In the entries below, find the line with "holding its role" and the line with "pub fn spawn_background(&self)". Reproduce those two lines and every line between them exactly, and nothing more.

__Raw data__:
::::::::::
//! Session service: the operations behind the REST surface and the CLI
//!
//! Built once with an injected store and transport; every component gets
//! its handles at construction.

use crate::auth::{
    validate_username, AccountClaims, AclPolicy, Action, ActiveSession, AuthError, Credentials,
    Decision, DeviceClaims, DeviceClientId, Role, SessionKind, SessionRegistry, TokenCodec,
};
use crate::config::ServiceConfig;
use crate::gateway::Gateway;
use crate::roles::{AssignOutcome, AssignRequest, ConflictCheck, DeviceInfo, RoleAssignments, RoleError};
use crate::storage::{KeyedStore, StorageError};
use crate::tracker::ConnectionTracker;
use crate::transport::TransportHandle;
use crate::worker::{Background, KickWorker, SweepTask};
use chrono::{DateTime, TimeZone, Utc};
use serde::{Deserialize, Serialize};
use std::sync::Arc;
use thiserror::Error;
use tracing::info;
use uuid::Uuid;

#[derive(Debug, Error)]
pub enum ServiceError {
    #[error(transparent)]
    Auth(#[from] AuthError),

    #[error(transparent)]
    Role(#[from] RoleError),

    #[error(transparent)]
    Storage(#[from] StorageError),

    #[error("invalid request: {0}")]
    InvalidRequest(String),

    #[error("not found: {0}")]
    NotFound(String),

    #[error("forbidden: {0}")]
    Forbidden(String),
}

/// A signed account credential and its claims
#[derive(Debug, Clone)]
pub struct IssuedAccount {
    pub token: String,
    pub claims: AccountClaims,
}

impl IssuedAccount {
    pub fn expires_at(&self) -> DateTime<Utc> {
        Utc.timestamp_opt(self.claims.exp, 0)
            .single()
            .unwrap_or_else(Utc::now)
    }
}

#[derive(Debug, Clone, Default, Deserialize)]
pub struct DeviceTokenRequest {
    pub role: String,
    #[serde(default, alias = "force_kick_existing")]
    pub force_takeover: bool,
    #[serde(default)]
    pub device_info: Option<DeviceInfo>,
    /// Reuse an id previously issued to this device
    #[serde(default)]
    pub client_id: Option<String>,
}

#[derive(Debug, Clone, Serialize)]
pub struct DeviceToken {
    pub client_id: String,
    pub token: String,
    pub role: Role,
    pub expires_at: DateTime<Utc>,
}

#[derive(Debug, Clone)]
pub enum DeviceIssue {
    Issued(DeviceToken),
    Conflict(ConflictCheck),
}

#[derive(Debug, Clone, Serialize)]
pub struct DeviceSession {
    #[serde(flatten)]
    pub session: ActiveSession,
    /// The credential is the one currently holding its role
    pub holds_role: bool,
    #[serde(skip_serializing_if = "Option::is_none")]
    pub last_activity: Option<DateTime<Utc>>,
}

#[derive(Debug, Clone, Copy, PartialEq, Eq, Serialize)]
pub struct DeviceRevocation {
    pub released: bool,
    pub revoked: u64,
}

#[derive(Debug, Clone, Copy, PartialEq, Eq)]
pub enum ConnectionEventKind {
    Connected,
    Disconnected,
}

impl ConnectionEventKind {
    /// Accepts both webhook spellings, `client_connected` and `client.connected`
    pub fn parse(event: &str) -> Option<Self> {
        match event.replace('.', "_").as_str() {
            "client_connected" => Some(Self::Connected),
            "client_disconnected" => Some(Self::Disconnected),
            _ => None,
        }
    }
}

#[derive(Clone)]
pub struct SessionService {
    config: ServiceConfig,
    store: Arc<dyn KeyedStore>,
    credentials: Credentials,
    roles: RoleAssignments,
    tracker: ConnectionTracker,
    gateway: Gateway,
    transport: TransportHandle,
}

impl SessionService {
    pub fn new(store: Arc<dyn KeyedStore>, transport: TransportHandle, config: ServiceConfig) -> Self {
        let registry = SessionRegistry::new(store.clone());
        let credentials = Credentials::new(TokenCodec::new(config.token_secret.clone()), registry.clone());
        let tracker = ConnectionTracker::new(store.clone());
        let roles = RoleAssignments::new(store.clone(), registry, tracker.clone(), &config);
        let gateway = Gateway::new(
            credentials.clone(),
            tracker.clone(),
            AclPolicy::new(&config.topic_prefix),
        );

        Self {
            config,
            store,
            credentials,
            roles,
            tracker,
            gateway,
            transport,
        }
    }

    pub fn config(&self) -> &ServiceConfig {
        &self.config
    }

    pub fn gateway(&self) -> &Gateway {
        &self.gateway
    }

    pub fn roles(&self) -> &RoleAssignments {
        &self.roles
    }

    pub fn tracker(&self) -> &ConnectionTracker {
        &self.tracker
    }

    fn registry(&self) -> &SessionRegistry {
        self.credentials.registry()
    }

    /// Start the kick consumer and the staleness sweep
    pub fn spawn_background(&self) -> Background {
        let kick = KickWorker::new(
            self.store.clone(),
            self.registry().clone(),
            self.tracker.clone(),
            self.transport.clone(),
            &self.config,
        );
        let sweep = SweepTask::new(self.store.clone(), self.tracker.clone(), &self.config);
        Background::spawn(kick, sweep)
    }

    // Account sessions

    pub async fn issue_account(&self, user_id: Uuid, username: &str) -> Result<IssuedAccount, ServiceError> {
        validate_username(username).map_err(|e| ServiceError::InvalidRequest(e.to_string()))?;
        let claims = AccountClaims::new(user_id, username, self.config.account_ttl, self.config.account_buffer);
        let token = self.credentials.issue(&claims).await?;
        info!(user_id = %user_id, username = %username, "Issued account credential");
        Ok(IssuedAccount { token, claims })
    }

    pub async fn verify_account(&self, token: &str) -> Result<AccountClaims, ServiceError> {
        Ok(self.credentials.verify(token).await?)
    }

    /// Successor credential when `claims` is inside its refresh buffer
    pub async fn refresh_account(&self, claims: &AccountClaims) -> Result<Option<IssuedAccount>, ServiceError> {
        if !claims.needs_refresh(Utc::now().timestamp()) {
            return Ok(None);
        }
        let next = claims.refreshed(self.config.account_ttl);
        let token = self.credentials.issue(&next).await?;
        info!(user_id = %claims.user_id, "Refreshed account credential");
        Ok(Some(IssuedAccount { token, claims: next }))
    }

    pub async fn logout(&self, claims: &AccountClaims) -> Result<bool, ServiceError> {
        let revoked = self.credentials.revoke(claims).await?;
        info!(user_id = %claims.user_id, revoked, "Account logout");
        Ok(revoked)
    }

    // Device sessions

    fn parse_role(role: &str) -> Result<Role, ServiceError> {
        role.parse::<Role>()
            .map_err(|e| ServiceError::InvalidRequest(e.to_string()))
    }

    /// A client id supplied by the caller, if it belongs to them and the role
    fn reusable_client_id(
        account: &AccountClaims,
        role: Role,
        requested: Option<&str>,
    ) -> Result<Option<DeviceClientId>, ServiceError> {
        let Some(id) = requested.filter(|s| !s.is_empty()) else {
            return Ok(None);
        };
        let parsed = DeviceClientId::parse(id).map_err(|e| ServiceError::InvalidRequest(e.to_string()))?;
        if parsed.username() != account.username || parsed.role() != role {
            return Err(ServiceError::Forbidden(format!(
                "client id {} does not belong to this account and role",
                id
            )));
        }
        Ok(Some(parsed))
    }

    pub async fn check_conflict(
        &self,
        account: &AccountClaims,
        role: &str,
        client_id: Option<&str>,
    ) -> Result<ConflictCheck, ServiceError> {
        let role = Self::parse_role(role)?;
        let candidate = Self::reusable_client_id(account, role, client_id)?;
        let candidate = candidate.as_ref().map(DeviceClientId::as_str).unwrap_or_default();
        Ok(self.roles.check_conflict(&account.user_id, role, candidate).await?)
    }

    /// Exchange an account session for a role-scoped device credential
    pub async fn issue_device(
        &self,
        account: &AccountClaims,
        request: DeviceTokenRequest,
    ) -> Result<DeviceIssue, ServiceError> {
        let role = Self::parse_role(&request.role)?;
        validate_username(&account.username).map_err(|e| ServiceError::InvalidRequest(e.to_string()))?;
        let reused = Self::reusable_client_id(account, role, request.client_id.as_deref())?;
        let user_id = account.user_id;

        if !request.force_takeover {
            let candidate = reused.as_ref().map(DeviceClientId::as_str).unwrap_or_default();
            let check = self.roles.check_conflict(&user_id, role, candidate).await?;
            if check.has_conflict {
                return Ok(DeviceIssue::Conflict(check));
            }
        }

        let client_id = match reused {
            Some(id) => id,
            None => self.roles.next_client_id(&user_id, &account.username, role).await?,
        };
        let claims = DeviceClaims::new(user_id, client_id.clone(), self.config.device_ttl);
        // Signed before assignment; the token is only handed out once the
        // assignment has registered it
        let token = self.credentials.codec().encode(&claims).map_err(AuthError::from)?;
        let expires_at = Utc.timestamp_opt(claims.exp, 0).single().unwrap_or_else(Utc::now);

        let request = AssignRequest {
            claims,
            device_info: request.device_info.unwrap_or_default(),
            force_takeover: request.force_takeover,
        };

        match self.roles.assign_role(&request).await? {
            AssignOutcome::Assigned { .. } => {}
            AssignOutcome::Conflict(device) => {
                return Ok(DeviceIssue::Conflict(ConflictCheck {
                    has_conflict: true,
                    conflict_device: Some(device),
                    can_force_kick: true,
                }));
            }
        }

        info!(user_id = %user_id, client_id = %client_id, role = %role, "Issued device credential");
        Ok(DeviceIssue::Issued(DeviceToken {
            client_id: client_id.to_string(),
            token,
            role,
            expires_at,
        }))
    }

    /// Release the device's role and revoke every credential it holds
    pub async fn revoke_device(
        &self,
        account: &AccountClaims,
        client_id: &str,
    ) -> Result<DeviceRevocation, ServiceError> {
        let parsed = DeviceClientId::parse(client_id).map_err(|e| ServiceError::InvalidRequest(e.to_string()))?;
        if parsed.username() != account.username {
            return Err(ServiceError::Forbidden(format!("client id {} belongs to another user", client_id)));
        }

        let mut revoked = 0;
        for session in self.registry().list_active(SessionKind::Device, &account.user_id).await? {
            if session.holder == client_id
                && self.registry().revoke(SessionKind::Device, &account.user_id, &session.jti).await?
            {
                revoked += 1;
            }
        }

        let released = self.roles.release(&account.user_id, parsed.role(), client_id).await?;

        if !released && revoked == 0 {
            return Err(ServiceError::NotFound(format!("no active credential for {}", client_id)));
        }
        info!(user_id = %account.user_id, client_id = %client_id, released, revoked, "Revoked device");
        Ok(DeviceRevocation { released, revoked })
    }

    pub async fn list_devices(&self, user_id: &Uuid) -> Result<Vec<DeviceSession>, ServiceError> {
        let held = self.roles.assignments(user_id).await?;
        let mut devices = Vec::new();

        for session in self.registry().list_active(SessionKind::Device, user_id).await? {
            let holds_role = held
                .iter()
                .any(|(_, a)| a.client_id == session.holder && a.jti == session.jti);
            let last_activity = match self.tracker.get(&session.holder).await? {
                Some(record) if record.jti == session.jti => Some(record.last_ping),
                _ => None,
            };
            devices.push(DeviceSession {
                session,
                holds_role,
                last_activity,
            });
        }
        Ok(devices)
    }

    /// Every active session of a user, both kinds
    pub async fn list_sessions(&self, user_id: &Uuid) -> Result<Vec<ActiveSession>, ServiceError> {
        let mut sessions = self.registry().list_active(SessionKind::Account, user_id).await?;
        sessions.extend(self.registry().list_active(SessionKind::Device, user_id).await?);
        Ok(sessions)
    }

    /// Release all of a user's roles and revoke all their device credentials
    pub async fn revoke_user_devices(&self, user_id: &Uuid) -> Result<u64, ServiceError> {
        for (role, assignment) in self.roles.assignments(user_id).await? {
            self.roles.release(user_id, role, &assignment.client_id).await?;
        }
        let revoked = self.registry().revoke_all(SessionKind::Device, user_id).await?;
        info!(user_id = %user_id, revoked, "Revoked all device credentials");
        Ok(revoked)
    }

    /// Device liveness ping, authenticated by the device credential itself
    pub async fn heartbeat(&self, device_token: &str) -> Result<DeviceClientId, ServiceError> {
        let claims = self.gateway.verify_device(device_token).await?;
        if !self.tracker.heartbeat(claims.client_id.as_str(), Utc::now()).await? {
            return Err(ServiceError::NotFound(format!("no connection for {}", claims.client_id)));
        }
        Ok(claims.client_id)
    }

    /// Broker connect/disconnect notification. False when the device has no record.
    pub async fn connection_event(
        &self,
        kind: ConnectionEventKind,
        client_id: &str,
        at: DateTime<Utc>,
    ) -> Result<bool, ServiceError> {
        let found = match kind {
            ConnectionEventKind::Connected => self.tracker.mark_connected(client_id, at).await?,
            ConnectionEventKind::Disconnected => self.tracker.mark_disconnected(client_id, at).await?,
        };
        Ok(found)
    }

    pub async fn authenticate(&self, client_id: &str, username: &str, password: &str) -> Decision {
        self.gateway.authenticate(client_id, username, password).await
    }

    pub async fn authorize(&self, client_id: &str, topic: &str, action: Action) -> Decision {
        self.gateway.authorize(client_id, topic, action).await
    }
}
::::::::::
__Answer space__:
    /// The credential is the one currently holding its role
    pub holds_role: bool,
    #[serde(skip_serializing_if = "Option::is_none")]
    pub last_activity: Option<DateTime<Utc>>,
}

#[derive(Debug, Clone, Copy, PartialEq, Eq, Serialize)]
pub struct DeviceRevocation {
    pub released: bool,
    pub revoked: u64,
}

#[derive(Debug, Clone, Copy, PartialEq, Eq)]
pub enum ConnectionEventKind {
    Connected,
    Disconnected,
}

impl ConnectionEventKind {
    /// Accepts both webhook spellings, `client_connected` and `client.connected`
    pub fn parse(event: &str) -> Option<Self> {
        match event.replace('.', "_").as_str() {
            "client_connected" => Some(Self::Connected),
            "client_disconnected" => Some(Self::Disconnected),
            _ => None,
        }
    }
}

#[derive(Clone)]
pub struct SessionService {
    config: ServiceConfig,
    store: Arc<dyn KeyedStore>,
    credentials: Credentials,
    roles: RoleAssignments,
    tracker: ConnectionTracker,
    gateway: Gateway,
    transport: TransportHandle,
}

impl SessionService {
    pub fn new(store: Arc<dyn KeyedStore>, transport: TransportHandle, config: ServiceConfig) -> Self {
        let registry = SessionRegistry::new(store.clone());
        let credentials = Credentials::new(TokenCodec::new(config.token_secret.clone()), registry.clone());
        let tracker = ConnectionTracker::new(store.clone());
        let roles = RoleAssignments::new(store.clone(), registry, tracker.clone(), &config);
        let gateway = Gateway::new(
            credentials.clone(),
            tracker.clone(),
            AclPolicy::new(&config.topic_prefix),
        );

        Self {
            config,
            store,
            credentials,
            roles,
            tracker,
            gateway,
            transport,
        }
    }

    pub fn config(&self) -> &ServiceConfig {
        &self.config
    }

    pub fn gateway(&self) -> &Gateway {
        &self.gateway
    }

    pub fn roles(&self) -> &RoleAssignments {
        &self.roles
    }

    pub fn tracker(&self) -> &ConnectionTracker {
        &self.tracker
    }

    fn registry(&self) -> &SessionRegistry {
        self.credentials.registry()
    }

    /// Start the kick consumer and the staleness sweep
    pub fn spawn_background(&self) -> Background {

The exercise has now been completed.